## PROBLEM REQUIREMENTS
Take the entries below and print, exactly, the stretch from the line containing "async fn pause_simulation(State(state): State<AppState>)" through the line containing "multiplier must be", both included.

## Stored data
_ _ _ _

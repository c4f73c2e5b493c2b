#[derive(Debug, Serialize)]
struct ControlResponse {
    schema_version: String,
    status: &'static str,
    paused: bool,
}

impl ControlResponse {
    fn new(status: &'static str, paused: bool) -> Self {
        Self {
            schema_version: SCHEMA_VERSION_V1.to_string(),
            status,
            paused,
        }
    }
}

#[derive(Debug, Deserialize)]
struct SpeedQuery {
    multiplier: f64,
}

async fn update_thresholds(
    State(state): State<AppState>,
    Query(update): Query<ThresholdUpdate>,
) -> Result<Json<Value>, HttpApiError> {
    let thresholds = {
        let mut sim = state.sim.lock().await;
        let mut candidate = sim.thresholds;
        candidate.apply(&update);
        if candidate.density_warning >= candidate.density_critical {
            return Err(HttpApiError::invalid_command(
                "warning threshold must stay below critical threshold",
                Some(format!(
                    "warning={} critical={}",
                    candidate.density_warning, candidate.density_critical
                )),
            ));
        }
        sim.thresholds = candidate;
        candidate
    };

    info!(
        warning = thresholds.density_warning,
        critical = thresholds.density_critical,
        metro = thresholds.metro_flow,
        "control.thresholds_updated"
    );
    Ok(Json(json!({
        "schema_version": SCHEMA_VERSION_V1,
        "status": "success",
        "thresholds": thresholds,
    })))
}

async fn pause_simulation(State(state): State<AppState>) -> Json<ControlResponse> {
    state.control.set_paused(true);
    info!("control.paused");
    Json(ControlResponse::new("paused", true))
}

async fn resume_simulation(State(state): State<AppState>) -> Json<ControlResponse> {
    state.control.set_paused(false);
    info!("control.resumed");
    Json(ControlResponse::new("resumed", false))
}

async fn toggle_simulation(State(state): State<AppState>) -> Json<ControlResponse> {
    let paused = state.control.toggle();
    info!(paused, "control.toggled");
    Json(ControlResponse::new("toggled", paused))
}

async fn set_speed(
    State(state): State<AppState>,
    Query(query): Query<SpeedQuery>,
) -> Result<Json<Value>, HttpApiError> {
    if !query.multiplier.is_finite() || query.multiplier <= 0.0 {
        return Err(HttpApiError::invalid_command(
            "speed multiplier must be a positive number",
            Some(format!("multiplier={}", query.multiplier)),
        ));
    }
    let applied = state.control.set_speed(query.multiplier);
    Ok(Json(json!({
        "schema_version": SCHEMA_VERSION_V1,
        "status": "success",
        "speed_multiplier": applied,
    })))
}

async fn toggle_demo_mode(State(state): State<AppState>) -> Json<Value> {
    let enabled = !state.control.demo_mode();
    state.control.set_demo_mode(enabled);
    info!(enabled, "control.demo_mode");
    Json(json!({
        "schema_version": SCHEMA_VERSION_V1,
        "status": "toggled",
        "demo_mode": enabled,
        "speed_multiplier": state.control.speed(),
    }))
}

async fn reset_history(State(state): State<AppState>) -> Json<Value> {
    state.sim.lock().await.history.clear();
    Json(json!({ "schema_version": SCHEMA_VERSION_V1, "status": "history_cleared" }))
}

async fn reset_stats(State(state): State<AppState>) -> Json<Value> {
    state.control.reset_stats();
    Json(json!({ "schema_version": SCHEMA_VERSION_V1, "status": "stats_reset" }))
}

_ _ _ _

## SOLVED PROBLEM
async fn pause_simulation(State(state): State<AppState>) -> Json<ControlResponse> {
    state.control.set_paused(true);
    info!("control.paused");
    Json(ControlResponse::new("paused", true))
}

async fn resume_simulation(State(state): State<AppState>) -> Json<ControlResponse> {
    state.control.set_paused(false);
    info!("control.resumed");
    Json(ControlResponse::new("resumed", false))
}

async fn toggle_simulation(State(state): State<AppState>) -> Json<ControlResponse> {
    let paused = state.control.toggle();
    info!(paused, "control.toggled");
    Json(ControlResponse::new("toggled", paused))
}

async fn set_speed(
    State(state): State<AppState>,
    Query(query): Query<SpeedQuery>,
) -> Result<Json<Value>, HttpApiError> {
    if !query.multiplier.is_finite() || query.multiplier <= 0.0 {
        return Err(HttpApiError::invalid_command(
            "speed multiplier must be a positive number",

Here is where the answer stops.